:: EXERCISE MATERIAL ::
#####
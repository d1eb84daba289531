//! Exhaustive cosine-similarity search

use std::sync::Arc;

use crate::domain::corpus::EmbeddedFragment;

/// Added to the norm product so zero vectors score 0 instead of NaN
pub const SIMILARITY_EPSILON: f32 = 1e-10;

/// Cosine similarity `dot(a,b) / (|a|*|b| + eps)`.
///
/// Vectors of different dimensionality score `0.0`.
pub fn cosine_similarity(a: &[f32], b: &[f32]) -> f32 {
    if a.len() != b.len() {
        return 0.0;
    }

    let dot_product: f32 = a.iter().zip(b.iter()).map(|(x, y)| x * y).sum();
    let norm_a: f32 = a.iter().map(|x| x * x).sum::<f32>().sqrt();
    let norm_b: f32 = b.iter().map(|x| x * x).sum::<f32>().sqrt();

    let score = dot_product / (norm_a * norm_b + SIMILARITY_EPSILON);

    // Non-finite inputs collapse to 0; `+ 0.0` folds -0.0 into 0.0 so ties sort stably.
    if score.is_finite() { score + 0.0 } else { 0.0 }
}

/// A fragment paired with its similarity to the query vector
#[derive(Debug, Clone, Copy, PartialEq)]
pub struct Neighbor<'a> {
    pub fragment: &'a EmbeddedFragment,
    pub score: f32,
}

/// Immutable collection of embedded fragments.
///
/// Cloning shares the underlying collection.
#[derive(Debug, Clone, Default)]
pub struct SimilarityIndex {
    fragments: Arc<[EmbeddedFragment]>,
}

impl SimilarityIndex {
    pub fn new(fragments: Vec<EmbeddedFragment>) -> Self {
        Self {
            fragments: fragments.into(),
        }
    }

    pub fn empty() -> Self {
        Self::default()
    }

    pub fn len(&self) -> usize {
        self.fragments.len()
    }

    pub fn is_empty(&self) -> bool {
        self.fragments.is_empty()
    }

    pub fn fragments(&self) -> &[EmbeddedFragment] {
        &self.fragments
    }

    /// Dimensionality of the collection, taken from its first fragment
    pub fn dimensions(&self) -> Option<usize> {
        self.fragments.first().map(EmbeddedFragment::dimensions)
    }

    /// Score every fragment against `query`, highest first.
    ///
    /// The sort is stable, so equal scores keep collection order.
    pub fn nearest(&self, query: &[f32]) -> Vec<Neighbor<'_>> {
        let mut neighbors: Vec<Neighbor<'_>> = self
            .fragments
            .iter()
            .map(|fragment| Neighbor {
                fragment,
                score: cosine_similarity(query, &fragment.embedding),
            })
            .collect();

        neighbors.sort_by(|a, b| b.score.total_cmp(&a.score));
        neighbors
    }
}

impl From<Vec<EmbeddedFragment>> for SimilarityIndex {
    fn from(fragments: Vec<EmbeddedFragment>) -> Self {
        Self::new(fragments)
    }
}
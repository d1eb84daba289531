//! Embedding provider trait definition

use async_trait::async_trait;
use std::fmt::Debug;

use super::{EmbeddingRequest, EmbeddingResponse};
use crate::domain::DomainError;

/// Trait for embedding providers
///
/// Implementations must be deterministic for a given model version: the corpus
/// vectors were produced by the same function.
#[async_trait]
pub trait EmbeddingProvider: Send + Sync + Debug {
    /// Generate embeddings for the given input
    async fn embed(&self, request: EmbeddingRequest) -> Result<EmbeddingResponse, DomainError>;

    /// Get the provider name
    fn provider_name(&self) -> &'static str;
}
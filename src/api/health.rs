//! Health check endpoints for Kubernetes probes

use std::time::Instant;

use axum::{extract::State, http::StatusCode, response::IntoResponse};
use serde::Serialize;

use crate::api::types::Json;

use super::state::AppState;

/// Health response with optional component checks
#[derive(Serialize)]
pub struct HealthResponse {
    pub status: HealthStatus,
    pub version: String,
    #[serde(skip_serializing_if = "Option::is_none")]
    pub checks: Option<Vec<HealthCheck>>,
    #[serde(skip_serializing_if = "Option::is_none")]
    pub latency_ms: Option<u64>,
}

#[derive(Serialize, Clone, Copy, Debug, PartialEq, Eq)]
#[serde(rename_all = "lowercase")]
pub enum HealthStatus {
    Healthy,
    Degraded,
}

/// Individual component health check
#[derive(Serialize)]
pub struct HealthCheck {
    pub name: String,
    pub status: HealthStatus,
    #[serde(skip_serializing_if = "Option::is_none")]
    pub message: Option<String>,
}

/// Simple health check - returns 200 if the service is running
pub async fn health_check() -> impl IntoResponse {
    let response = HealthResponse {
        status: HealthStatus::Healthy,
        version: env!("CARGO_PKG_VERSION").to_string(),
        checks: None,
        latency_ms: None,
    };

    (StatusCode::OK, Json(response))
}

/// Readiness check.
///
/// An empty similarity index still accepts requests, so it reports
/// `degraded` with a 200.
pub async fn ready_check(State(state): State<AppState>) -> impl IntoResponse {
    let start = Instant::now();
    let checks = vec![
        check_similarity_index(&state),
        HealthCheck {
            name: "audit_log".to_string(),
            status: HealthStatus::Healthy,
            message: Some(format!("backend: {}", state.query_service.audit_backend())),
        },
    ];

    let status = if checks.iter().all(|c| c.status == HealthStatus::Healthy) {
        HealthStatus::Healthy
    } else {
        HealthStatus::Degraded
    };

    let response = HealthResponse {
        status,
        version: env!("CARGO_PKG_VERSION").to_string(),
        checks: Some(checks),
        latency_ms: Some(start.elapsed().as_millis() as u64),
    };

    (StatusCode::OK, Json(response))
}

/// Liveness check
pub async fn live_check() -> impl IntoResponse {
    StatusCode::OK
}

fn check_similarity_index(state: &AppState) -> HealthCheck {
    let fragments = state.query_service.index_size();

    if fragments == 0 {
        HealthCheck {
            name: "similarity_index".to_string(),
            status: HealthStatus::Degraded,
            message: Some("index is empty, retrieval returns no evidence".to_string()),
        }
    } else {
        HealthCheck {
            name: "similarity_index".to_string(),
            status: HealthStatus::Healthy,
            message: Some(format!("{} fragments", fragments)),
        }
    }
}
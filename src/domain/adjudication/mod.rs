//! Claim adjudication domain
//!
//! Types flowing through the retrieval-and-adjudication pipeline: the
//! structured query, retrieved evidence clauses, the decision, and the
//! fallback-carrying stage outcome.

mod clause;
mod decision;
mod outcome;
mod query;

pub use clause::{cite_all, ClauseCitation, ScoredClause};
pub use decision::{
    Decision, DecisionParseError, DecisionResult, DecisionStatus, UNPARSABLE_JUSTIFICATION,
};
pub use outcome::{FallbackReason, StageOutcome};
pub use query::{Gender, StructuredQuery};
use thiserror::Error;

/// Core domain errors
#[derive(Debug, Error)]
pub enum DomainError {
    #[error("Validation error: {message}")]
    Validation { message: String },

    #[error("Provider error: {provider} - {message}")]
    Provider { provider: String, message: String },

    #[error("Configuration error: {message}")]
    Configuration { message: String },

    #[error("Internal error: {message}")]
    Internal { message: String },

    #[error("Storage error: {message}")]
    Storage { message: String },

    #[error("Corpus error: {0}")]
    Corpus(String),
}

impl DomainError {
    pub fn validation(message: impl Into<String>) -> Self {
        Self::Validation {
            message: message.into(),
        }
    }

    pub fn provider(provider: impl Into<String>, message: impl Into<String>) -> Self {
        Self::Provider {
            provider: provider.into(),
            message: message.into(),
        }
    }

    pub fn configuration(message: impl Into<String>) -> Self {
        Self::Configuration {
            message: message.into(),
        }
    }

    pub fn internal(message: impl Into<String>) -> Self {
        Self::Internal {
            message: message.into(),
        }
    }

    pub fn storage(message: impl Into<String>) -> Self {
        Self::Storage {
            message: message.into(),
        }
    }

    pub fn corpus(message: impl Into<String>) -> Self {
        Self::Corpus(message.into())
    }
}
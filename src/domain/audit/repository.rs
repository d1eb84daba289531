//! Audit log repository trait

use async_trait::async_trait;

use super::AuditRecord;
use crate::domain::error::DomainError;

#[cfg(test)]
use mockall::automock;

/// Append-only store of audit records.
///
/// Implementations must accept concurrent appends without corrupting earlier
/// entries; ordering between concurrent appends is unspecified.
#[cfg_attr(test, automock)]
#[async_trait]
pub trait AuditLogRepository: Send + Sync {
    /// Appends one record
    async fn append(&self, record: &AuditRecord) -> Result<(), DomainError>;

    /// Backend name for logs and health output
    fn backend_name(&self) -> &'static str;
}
#####
:: INSTRUCTIONS TO FOLLOW ::
Please count the lines above that contain the word "crate", and reply with the number alone.

:: SOLUTION TO THIS EXERCISE ::
4